Sarah awoke with a start.

She listened to the night-time creaks and breathings of brickwork and floorboards, against the background hum of the city. She sensed the distances contained within them, between one another and from her self.

Phantom limbs could ever be felt, it was said, long after they were gone. The ache remained of what was lost.

The blood of prophets had been shed since the foundation of the world, from the blood of Abel to the blood of Zacharias. Our forefathers stoned the prophets, and we continued in the amiable custom, judgement not our own but that of other people. Her faith in God’s goodness had slowly perished, like Zacharias, in that gap between the altar, tomb of martyrs and marriage, and the temple, in which God resides.

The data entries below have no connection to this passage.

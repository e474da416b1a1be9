//! # Rustls
//!
//! Rustls implementation of tls types

use std::io::Write;
use std::net::TcpStream;
use std::sync::Arc;

use rustls::pki_types::ServerName;
use rustls::{ClientConfig, ClientConnection, StreamOwned};

use super::{TlsConnector, TlsStream};
use crate::{FtpError, FtpResult};

/// A Wrapper for the tls connector
pub struct RustlsConnector {
    connector: Arc<ClientConfig>,
}

impl std::fmt::Debug for RustlsConnector {
    fn fmt(&self, f: &mut std::fmt::Formatter<'_>) -> std::fmt::Result {
        write!(f, "<?>")
    }
}

impl From<Arc<ClientConfig>> for RustlsConnector {
    fn from(connector: Arc<ClientConfig>) -> Self {
        Self { connector }
    }
}

impl TlsConnector for RustlsConnector {
    type Stream = RustlsStream;

    fn connect(&self, domain: &str, stream: TcpStream) -> FtpResult<Self::Stream> {
        let server_name = ServerName::try_from(domain.to_string())
            .map_err(|e| FtpError::SecureError(e.to_string()))?;
        let connection = ClientConnection::new(Arc::clone(&self.connector), server_name)
            .map_err(|e| FtpError::SecureError(e.to_string()))?;
        Ok(RustlsStream {
            stream: StreamOwned::new(connection, stream),
        })
    }
}

/// Tls stream wrapper, sending `close_notify` on drop
#[derive(Debug)]
pub struct RustlsStream {
    stream: StreamOwned<ClientConnection, TcpStream>,
}

impl TlsStream for RustlsStream {
    type InnerStream = StreamOwned<ClientConnection, TcpStream>;

    fn get_ref(&self) -> &TcpStream {
        self.stream.get_ref()
    }

    fn mut_ref(&mut self) -> &mut Self::InnerStream {
        &mut self.stream
    }
}

impl Drop for RustlsStream {
    fn drop(&mut self) {
        if let Err(err) = self.stream.flush() {
            debug!("Failed to flush TLS stream: {err}");
        }
        self.stream.conn.send_close_notify();
        if let Err(err) = self.stream.conn.write_tls(&mut self.stream.sock) {
            debug!("Failed to send close_notify: {err}");
        }
    }
}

She still believed, but could not forgive. God existed and God was evil – or at the very least oblivious of his creation, mankind; which amounted to much the same thing. She was wrong before, in her thinking: God resembled nothing human in thought or deed. The Australian Aborigines, according to Lubbock, had it more correct. Their Spirit Ancestors laid down the living Law, but in their own behaviours – murder, rape, cannibalism – set no standard for man. They were, in very essence, inhuman. And, unlike the gods of Ancient Greece, they neither solicited nor expected obeisance or worship. They were oblivious.

God was no friend to the Aborigine, but an unforgiving or rather uncaring deity. Hapless man was inherently good. The Christian God, meanwhile, relied for his benevolence on Original Sin – man’s inherent evil.

If Druce’s faith had acted guarantor of sorts of his good behaviour, then this idea had perhaps preserved Brippoki from his own inner demons: once he thought that protection gone, all hope went with it.

Allowing her mind, for one moment, to enter into the perspective, the relationship, of a flower fairy – no, a lowly insect, hidden among the grasses; then, seen from this new angle, even human activity resembled that of uncaring gods, heedless giants striding across the earth. Except in this equation we were not gods, as we might think – we were the ants.

Beware of false prophets… Ye shall know them by their fruits.

A good tree cannot bring forth evil fruit, neither can a corrupt tree bring forth –

But why keep returning to the Bible? A lifetime’s habit, ingrained, she had seen for herself how the words, the semblance of wisdom therein, could be turned to a virtual infinity of individual usage; an endless hall of twisted mirrors, reflecting only what the user best wished to see, or show.

Suffice to say, good fruit could not come from a source that had been corrupted. A thorn tree did not suddenly sprout mulberries, or juicy grapes.

Wherefore by their fruits ye shall know them.

Thorns also, and thistles; she considered herself secondary to Lambert, and subordinately under God’s grace, no longer – that was just the chain, binding in fetters, by which the young and strong were held in willing subjection to the old and weak.

She had awoken, as if from a long slumber.

She had dreamt, in her sleep, an England of spring meadows and gently rolling hills, where farms and tall church spires dotted misted vales. On waking, the air turned parched and arid, and glowed hot white; then by night, in a featureless desert of cracked earth, hanging icicles formed under blasts of chilling wind. Both desolation and a curse…

Sarah had never acknowledged that her life, up until then, could be called living; but she had not gone so far as to think it a lie.

Hers was a rude awakening, from dreams that were false.